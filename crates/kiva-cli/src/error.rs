//! Error handling for the kiva CLI.
//!
//! Commands return [`CliError`]; `main` converts it into a miette report.
//! Domain errors from `kiva-config` and the gateway convert automatically
//! via `#[from]`.

use std::path::PathBuf;
use thiserror::Error;

mod miette;

pub use self::miette::cli_error_to_miette;

use crate::gateway::FixtureError;

/// Top-level CLI error type.
#[derive(Debug, Error)]
pub enum CliError {
    /// Configuration loading, validation, or composition failed
    #[error("Configuration error: {0}")]
    Config(#[from] kiva_config::ConfigError),

    /// Fixture file could not be used
    #[error("Fixture error: {0}")]
    Fixture(#[from] FixtureError),

    /// Invalid command-line arguments or options
    #[error("Invalid argument: {0}")]
    InvalidArgument(String),

    /// File or directory not found
    #[error("File not found: {}", .0.display())]
    FileNotFound(PathBuf),

    /// I/O errors from file system operations
    #[error("I/O error: {0}")]
    Io(#[from] std::io::Error),

    /// Gateway start-up or runtime errors
    #[error("Server error: {0}")]
    Server(String),

    #[error("JSON error: {0}")]
    Json(#[from] serde_json::Error),

    /// Generic errors with custom messages
    #[error("{0}")]
    Custom(String),
}

impl From<figment::Error> for CliError {
    fn from(err: figment::Error) -> Self {
        CliError::Config(err.into())
    }
}

/// Result type alias using `CliError` as the default error type.
pub type Result<T, E = CliError> = std::result::Result<T, E>;

/// Extension trait for adding context to `Result` types.
pub trait ResultExt<T> {
    /// Turn a not-found I/O error into [`CliError::FileNotFound`] for `path`.
    ///
    /// # Examples
    ///
    /// ```
    /// use kiva_cli::{CliError, ResultExt};
    ///
    /// let read = std::fs::read_to_string("/definitely/missing/mocks.json");
    /// let err = read.with_path("mocks.json").unwrap_err();
    /// assert!(matches!(err, CliError::FileNotFound(_)));
    /// ```
    fn with_path(self, path: impl AsRef<std::path::Path>) -> Result<T>;

    /// Append a hint to the error message.
    ///
    /// # Arguments
    ///
    /// * `hint` - Suggested fix, shown after a `Hint:` label
    fn with_hint(self, hint: impl std::fmt::Display) -> Result<T>;

    /// Prefix the error message.
    fn context(self, msg: impl std::fmt::Display) -> Result<T>;
}

impl<T, E: Into<CliError>> ResultExt<T> for std::result::Result<T, E> {
    fn with_path(self, path: impl AsRef<std::path::Path>) -> Result<T> {
        self.map_err(|e| match e.into() {
            CliError::Io(io_err) if io_err.kind() == std::io::ErrorKind::NotFound => {
                CliError::FileNotFound(path.as_ref().to_path_buf())
            }
            other => other,
        })
    }

    fn with_hint(self, hint: impl std::fmt::Display) -> Result<T> {
        self.map_err(|e| {
            let err: CliError = e.into();
            CliError::Custom(format!("{}\n\nHint: {}", err, hint))
        })
    }

    fn context(self, msg: impl std::fmt::Display) -> Result<T> {
        self.map_err(|e| {
            let err: CliError = e.into();
            CliError::Custom(format!("{}: {}", msg, err))
        })
    }
}
#[cfg(test)]
mod tests {
    use crate::cli::{Cli, Command};
    use clap::Parser;
    use std::path::PathBuf;

    #[test]
    fn test_parse_dev_overrides() {
        let cli = Cli::parse_from([
            "kiva",
            "dev",
            "--port",
            "9000",
            "--fixtures",
            "fixtures/api.json",
            "--proxy-target",
            "http://127.0.0.1:3000",
        ]);

        match cli.command {
            Command::Dev(args) => {
                assert_eq!(args.port, Some(9000));
                assert_eq!(args.fixtures, Some(PathBuf::from("fixtures/api.json")));
                assert_eq!(args.proxy_target.as_deref(), Some("http://127.0.0.1:3000"));
                assert!(args.content_base.is_none());
            }
            other => panic!("expected dev, got {other:?}"),
        }
    }

    #[test]
    fn test_parse_chunk_defaults() {
        let cli = Cli::parse_from(["kiva", "chunk", "node_modules/react/index.js"]);
        match cli.command {
            Command::Chunk(args) => {
                assert_eq!(args.resources, ["node_modules/react/index.js"]);
                assert_eq!(args.chunks, 1);
                assert_eq!(args.size, 0);
            }
            other => panic!("expected chunk, got {other:?}"),
        }
    }

    #[test]
    fn test_chunk_requires_resource() {
        assert!(Cli::try_parse_from(["kiva", "chunk"]).is_err());
    }

    #[test]
    fn test_global_flags_after_subcommand() {
        let cli = Cli::parse_from(["kiva", "config", "--mode", "production", "--cwd", "app", "-q"]);
        assert!(cli.quiet);
        assert_eq!(cli.globals().cwd, Some(PathBuf::from("app")));
        match cli.command {
            Command::Config(args) => assert_eq!(args.mode.as_deref(), Some("production")),
            other => panic!("expected config, got {other:?}"),
        }
    }

    #[test]
    fn test_verbose_conflicts_with_quiet() {
        assert!(Cli::try_parse_from(["kiva", "-v", "-q", "budget"]).is_err());
    }
}
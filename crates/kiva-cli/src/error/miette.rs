//! Miette diagnostic conversion for CLI errors.

use crate::error::CliError;
use crate::gateway::FixtureError;
use kiva_config::ConfigError;
use miette::Report;

/// Convert CliError to miette Report
pub fn cli_error_to_miette(err: CliError) -> Report {
    match err {
        CliError::Config(e) => config_error_to_miette(e),
        CliError::Fixture(FixtureError::Parse { path, source }) => miette::miette!(
            help = "Fix the JSON or remove the file to run without mock routes",
            "Fixture file {} is malformed: {}",
            path.display(),
            source
        ),
        _ => miette::miette!("{}", err),
    }
}

fn config_error_to_miette(err: ConfigError) -> Report {
    match err {
        ConfigError::Template { path, source } => miette::miette!(
            help = "Set `template` in kiva.toml or create the file",
            "HTML shell template {} is unreadable: {}",
            path.display(),
            source
        ),
        ConfigError::InvalidValue { field, message } => miette::miette!(
            help = "Check kiva.toml, kiva.config.json, and KIVA_* environment variables",
            "Invalid value for '{}': {}",
            field,
            message
        ),
        other => miette::miette!("Configuration error: {}", other),
    }
}
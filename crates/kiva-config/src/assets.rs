//! Loader chains per file class, and the image inlining rule.
//!
//! Loader lists are kept exactly in declaration order. The bundler runs them
//! from last to first, so the last entry sees the raw file.

use base64::Engine as _;
use base64::engine::general_purpose::STANDARD;
use serde::Serialize;
use serde_json::{Value, json};

use crate::error::Result;
use crate::mode::BuildMode;
use crate::naming::{AssetCategory, Compilation, OutputNamingScheme};
use crate::pattern::Pattern;

/// Largest image, in bytes, that is embedded as a data URI.
pub const INLINE_LIMIT: usize = 8192;

const EXTRACT_LOADER: &str = "mini-css-extract-plugin/loader";

/// One entry of a rule's `use` list.
#[derive(Debug, Clone, PartialEq, Serialize)]
pub struct LoaderUse {
    pub loader: String,
    #[serde(skip_serializing_if = "Option::is_none")]
    pub options: Option<Value>,
}

impl LoaderUse {
    pub fn plain(loader: impl Into<String>) -> Self {
        Self {
            loader: loader.into(),
            options: None,
        }
    }

    pub fn with_options(loader: impl Into<String>, options: Value) -> Self {
        Self {
            loader: loader.into(),
            options: Some(options),
        }
    }
}

/// Transform chain for one file class.
#[derive(Debug, Clone, Serialize)]
pub struct AssetRule {
    pub test: Pattern,
    #[serde(skip_serializing_if = "Option::is_none")]
    pub issuer: Option<Pattern>,
    #[serde(skip_serializing_if = "Option::is_none")]
    pub exclude: Option<Pattern>,
    #[serde(rename = "use")]
    pub uses: Vec<LoaderUse>,
}

impl AssetRule {
    fn new(test: &str, uses: Vec<LoaderUse>) -> Result<Self> {
        Ok(Self {
            test: Pattern::new(test)?,
            issuer: None,
            exclude: None,
            uses,
        })
    }

    fn issuer(mut self, issuer: &str) -> Result<Self> {
        self.issuer = Some(Pattern::new(issuer)?);
        Ok(self)
    }

    fn exclude(mut self, exclude: &str) -> Result<Self> {
        self.exclude = Some(Pattern::new(exclude)?);
        Ok(self)
    }

    /// Whether this rule applies to `resource` imported from `issuer`.
    pub fn applies(&self, resource: &str, issuer: Option<&str>) -> bool {
        if !self.test.is_match(resource) {
            return false;
        }
        if self.exclude.as_ref().is_some_and(|ex| ex.is_match(resource)) {
            return false;
        }
        match &self.issuer {
            Some(pattern) => issuer.is_some_and(|i| pattern.is_match(i)),
            None => true,
        }
    }

    pub fn loader_names(&self) -> Vec<&str> {
        self.uses.iter().map(|u| u.loader.as_str()).collect()
    }
}

/// All rules for `mode`, in the order the bundler evaluates them.
pub fn asset_rules(mode: BuildMode) -> Result<Vec<AssetRule>> {
    let images = OutputNamingScheme::for_category(mode, AssetCategory::Image);
    let fonts = OutputNamingScheme::for_category(mode, AssetCategory::Font);

    Ok(vec![
        AssetRule::new(r"\.jsx?$", vec![LoaderUse::plain("babel-loader")])?
            .exclude("node_modules")?,
        AssetRule::new(
            r"\.tsx?$",
            vec![LoaderUse::plain("babel-loader"), LoaderUse::plain("ts-loader")],
        )?
        .exclude("node_modules")?,
        AssetRule::new(r"\.css$", style_chain(mode, false))?,
        AssetRule::new(r"\.less$", style_chain(mode, true))?,
        AssetRule::new(
            r"\.svg(\?v=\d+\.\d+\.\d+)?$",
            vec![
                LoaderUse::plain("babel-loader"),
                LoaderUse::with_options("@svgr/webpack", json!({ "babel": false, "icon": true })),
                url_loader(&images),
            ],
        )?
        .issuer(r"\.tsx?$")?,
        AssetRule::new(r"\.(png|jpe?g|gif|svg)$", vec![url_loader(&images)])?,
        AssetRule::new(
            r"\.(woff|woff2|eot|ttf|otf)$",
            vec![LoaderUse::with_options(
                "file-loader",
                json!({
                    "name": fonts.template(),
                    "publicPath": "/",
                    "esModule": false,
                }),
            )],
        )?,
    ])
}

/// Stylesheet chain: mode-dependent head, then css and postcss, then an
/// optional less step.
pub fn style_chain(mode: BuildMode, less: bool) -> Vec<LoaderUse> {
    let head = if mode.is_production() {
        EXTRACT_LOADER
    } else {
        "style-loader"
    };

    let mut chain = vec![
        LoaderUse::plain(head),
        LoaderUse::plain("css-loader"),
        LoaderUse::plain("postcss-loader"),
    ];
    if less {
        chain.push(LoaderUse::with_options(
            "less-loader",
            json!({ "lessOptions": { "javascriptEnabled": true } }),
        ));
    }
    chain
}

fn url_loader(images: &OutputNamingScheme) -> LoaderUse {
    LoaderUse::with_options(
        "url-loader",
        json!({
            "limit": INLINE_LIMIT,
            "fallback": "file-loader",
            "name": images.template(),
            "publicPath": "/",
            "esModule": false,
        }),
    )
}

/// Every rule that applies to `resource`, in evaluation order.
pub fn matching_rules<'r>(
    rules: &'r [AssetRule],
    resource: &str,
    issuer: Option<&str>,
) -> Vec<&'r AssetRule> {
    rules
        .iter()
        .filter(|rule| rule.applies(resource, issuer))
        .collect()
}

/// The first rule that applies to `resource`.
pub fn rule_for<'r>(
    rules: &'r [AssetRule],
    resource: &str,
    issuer: Option<&str>,
) -> Option<&'r AssetRule> {
    rules.iter().find(|rule| rule.applies(resource, issuer))
}

/// Coarse classification of a source file by extension.
#[derive(Debug, Clone, Copy, PartialEq, Eq)]
pub enum AssetClass {
    Script,
    TypedScript,
    Stylesheet,
    Less,
    /// Vector image imported from typed script, turned into a component
    Icon,
    Image,
    Font,
    Other,
}

impl AssetClass {
    pub fn of(resource: &str, issuer: Option<&str>) -> Self {
        let path = resource.split('?').next().unwrap_or(resource);
        let ext = path
            .rsplit_once('.')
            .map(|(_, ext)| ext.to_ascii_lowercase())
            .unwrap_or_default();
        let typed_issuer = issuer.is_some_and(|i| i.ends_with(".ts") || i.ends_with(".tsx"));

        match ext.as_str() {
            "js" | "jsx" => AssetClass::Script,
            "ts" | "tsx" => AssetClass::TypedScript,
            "css" => AssetClass::Stylesheet,
            "less" => AssetClass::Less,
            "svg" if typed_issuer => AssetClass::Icon,
            "png" | "jpg" | "jpeg" | "gif" | "svg" => AssetClass::Image,
            "woff" | "woff2" | "eot" | "ttf" | "otf" => AssetClass::Font,
            _ => AssetClass::Other,
        }
    }
}

/// Where an image or font ends up.
#[derive(Debug, Clone, PartialEq, Eq)]
pub enum AssetEmission {
    /// Embedded in the referencing output
    Inline { data_uri: String },
    /// Written as a standalone file at this output-relative path
    File { path: String },
}

impl AssetEmission {
    pub fn is_inline(&self) -> bool {
        matches!(self, AssetEmission::Inline { .. })
    }
}

/// Apply the inlining rule: at most [`INLINE_LIMIT`] bytes is embedded.
pub fn emit_image(
    mode: BuildMode,
    name: &str,
    extension: &str,
    bytes: &[u8],
    compilation: &Compilation,
) -> AssetEmission {
    if bytes.len() <= INLINE_LIMIT {
        return AssetEmission::Inline {
            data_uri: format!(
                "data:{};base64,{}",
                mime_for(extension),
                STANDARD.encode(bytes)
            ),
        };
    }

    let naming = OutputNamingScheme::for_category(mode, AssetCategory::Image);
    AssetEmission::File {
        path: naming.render(name, extension, bytes, compilation),
    }
}

/// Fonts are never embedded.
pub fn emit_font(
    mode: BuildMode,
    name: &str,
    extension: &str,
    bytes: &[u8],
    compilation: &Compilation,
) -> AssetEmission {
    let naming = OutputNamingScheme::for_category(mode, AssetCategory::Font);
    AssetEmission::File {
        path: naming.render(name, extension, bytes, compilation),
    }
}

/// What becomes of a processed stylesheet.
#[derive(Debug, Clone, PartialEq, Eq)]
pub enum StyleArtifact {
    /// Separate stylesheet file
    Extracted { path: String },
    /// Applied at runtime by the injection loader, no file emitted
    Injected,
}

pub fn emit_stylesheet(
    mode: BuildMode,
    name: &str,
    css: &[u8],
    compilation: &Compilation,
) -> StyleArtifact {
    if !mode.is_production() {
        return StyleArtifact::Injected;
    }

    let naming = OutputNamingScheme::for_category(mode, AssetCategory::Style);
    StyleArtifact::Extracted {
        path: naming.render(name, "css", css, compilation),
    }
}

fn mime_for(extension: &str) -> &'static str {
    match extension.to_ascii_lowercase().as_str() {
        "png" => "image/png",
        "jpg" | "jpeg" => "image/jpeg",
        "gif" => "image/gif",
        "svg" => "image/svg+xml",
        _ => "application/octet-stream",
    }
}
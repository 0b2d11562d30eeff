//! Project configuration.
//!
//! Sources are layered with figment, later ones winning:
//! defaults < `kiva.toml` / `kiva.config.json` < `KIVA_*` environment.
//! CLI flags are merged on top by the caller through [`KivaConfig::figment`].
//!
//! Defaults come from the serde attributes rather than a figment layer, so a
//! source that declares `aliases` or `devServer.proxy` replaces the default
//! table instead of merging into it.

use std::path::{Path, PathBuf};

use figment::{
    Figment,
    providers::{Env, Format as _, Json, Toml},
};
use indexmap::IndexMap;
use serde::{Deserialize, Serialize};

use crate::compose::PerformanceBudget;
use crate::dev::DevServerOptions;
use crate::error::{ConfigError, Result};

pub const CONFIG_FILES: [&str; 2] = ["kiva.toml", "kiva.config.json"];

#[derive(Debug, Clone, Serialize, Deserialize)]
#[serde(rename_all = "camelCase")]
pub struct KivaConfig {
    /// Application entry module, relative to the project root
    #[serde(default = "default_entry")]
    pub entry: String,

    /// Client that reconnects the page to the dev server
    #[serde(default = "default_hot_client")]
    pub hot_client: String,

    #[serde(default = "default_output_dir")]
    pub output_dir: PathBuf,

    #[serde(default = "default_public_dir")]
    pub public_dir: PathBuf,

    /// HTML shell template
    #[serde(default = "default_template")]
    pub template: PathBuf,

    /// Import alias → directory, relative to the project root
    #[serde(default = "default_aliases")]
    pub aliases: IndexMap<String, PathBuf>,

    #[serde(default)]
    pub dev_server: DevServerOptions,

    #[serde(default)]
    pub performance: PerformanceBudget,
}

impl Default for KivaConfig {
    fn default() -> Self {
        Self {
            entry: default_entry(),
            hot_client: default_hot_client(),
            output_dir: default_output_dir(),
            public_dir: default_public_dir(),
            template: default_template(),
            aliases: default_aliases(),
            dev_server: DevServerOptions::default(),
            performance: PerformanceBudget::default(),
        }
    }
}

impl KivaConfig {
    /// Locate a config file in `root`.
    pub fn discover(root: &Path) -> Option<PathBuf> {
        CONFIG_FILES
            .iter()
            .map(|name| root.join(name))
            .find(|path| path.is_file())
    }

    /// Layered sources without extracting, so callers can merge more on top.
    pub fn figment(root: &Path, explicit: Option<&Path>) -> Result<Figment> {
        let mut figment = Figment::new();

        let file = match explicit {
            Some(path) if !path.is_file() => {
                return Err(ConfigError::InvalidValue {
                    field: "config".to_string(),
                    message: format!("config file not found: {}", path.display()),
                });
            }
            Some(path) => Some(path.to_path_buf()),
            None => Self::discover(root),
        };

        if let Some(path) = file {
            tracing::debug!("Loading config from {}", path.display());
            figment = match path.extension().and_then(|e| e.to_str()) {
                Some("toml") => figment.merge(Toml::file(&path)),
                _ => figment.merge(Json::file(&path)),
            };
        }

        // KIVA_DEV_SERVER__PORT=9000 → devServer.port
        Ok(figment.merge(
            Env::prefixed("KIVA_")
                .lowercase(false)
                .split("__")
                .map(|key| camel_case_path(key.as_str()).into()),
        ))
    }

    pub fn load(root: &Path, explicit: Option<&Path>) -> Result<Self> {
        let config: Self = Self::figment(root, explicit)?.extract()?;
        config.validate()?;
        Ok(config)
    }

    pub fn validate(&self) -> Result<()> {
        if self.entry.trim().is_empty() {
            return Err(ConfigError::InvalidValue {
                field: "entry".to_string(),
                message: "entry cannot be empty".to_string(),
            });
        }
        if self.dev_server.port == 0 {
            return Err(ConfigError::InvalidValue {
                field: "devServer.port".to_string(),
                message: "port must be between 1 and 65535".to_string(),
            });
        }
        if !self.dev_server.mock.prefix.starts_with('/') {
            return Err(ConfigError::InvalidValue {
                field: "devServer.mock.prefix".to_string(),
                message: "mock prefix must start with '/'".to_string(),
            });
        }
        self.dev_server.proxy_routes()?;
        Ok(())
    }

    /// Alias targets resolved against `root`, in declaration order.
    pub fn resolved_aliases(&self, root: &Path) -> IndexMap<String, PathBuf> {
        self.aliases
            .iter()
            .map(|(alias, dir)| (alias.clone(), root.join(dir)))
            .collect()
    }
}

/// `dev_server.port` → `devServer.port`
fn camel_case_path(key: &str) -> String {
    key.split('.')
        .map(|segment| {
            let mut out = String::with_capacity(segment.len());
            let mut upper = false;
            for ch in segment.chars() {
                if ch == '_' {
                    upper = true;
                } else if upper {
                    out.push(ch.to_ascii_uppercase());
                    upper = false;
                } else {
                    out.push(ch.to_ascii_lowercase());
                }
            }
            out
        })
        .collect::<Vec<_>>()
        .join(".")
}

fn default_entry() -> String {
    "./src/index.tsx".into()
}

fn default_hot_client() -> String {
    "react-dev-utils/webpackHotDevClient".into()
}

fn default_output_dir() -> PathBuf {
    PathBuf::from("build")
}

fn default_public_dir() -> PathBuf {
    PathBuf::from("public")
}

fn default_template() -> PathBuf {
    PathBuf::from("src/config/index.html")
}

fn default_aliases() -> IndexMap<String, PathBuf> {
    IndexMap::from([
        ("@".to_string(), PathBuf::from("src")),
        ("@@".to_string(), PathBuf::from("src/pages")),
        ("config".to_string(), PathBuf::from("src/config")),
        ("kiva".to_string(), PathBuf::from("kiva")),
    ])
}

★ ★ ★ ★ ★

→ **WHAT NEEDS TO BE DONE**
The entries above hold the needed span. Transcribe exactly the lines from the one with "Sources are layered" to the one with "layer, so a", both included.

→ **RESPONSE**
//! Sources are layered with figment, later ones winning:
//! defaults < `kiva.toml` / `kiva.config.json` < `KIVA_*` environment.
//! CLI flags are merged on top by the caller through [`KivaConfig::figment`].
//!
//! Defaults come from the serde attributes rather than a figment layer, so a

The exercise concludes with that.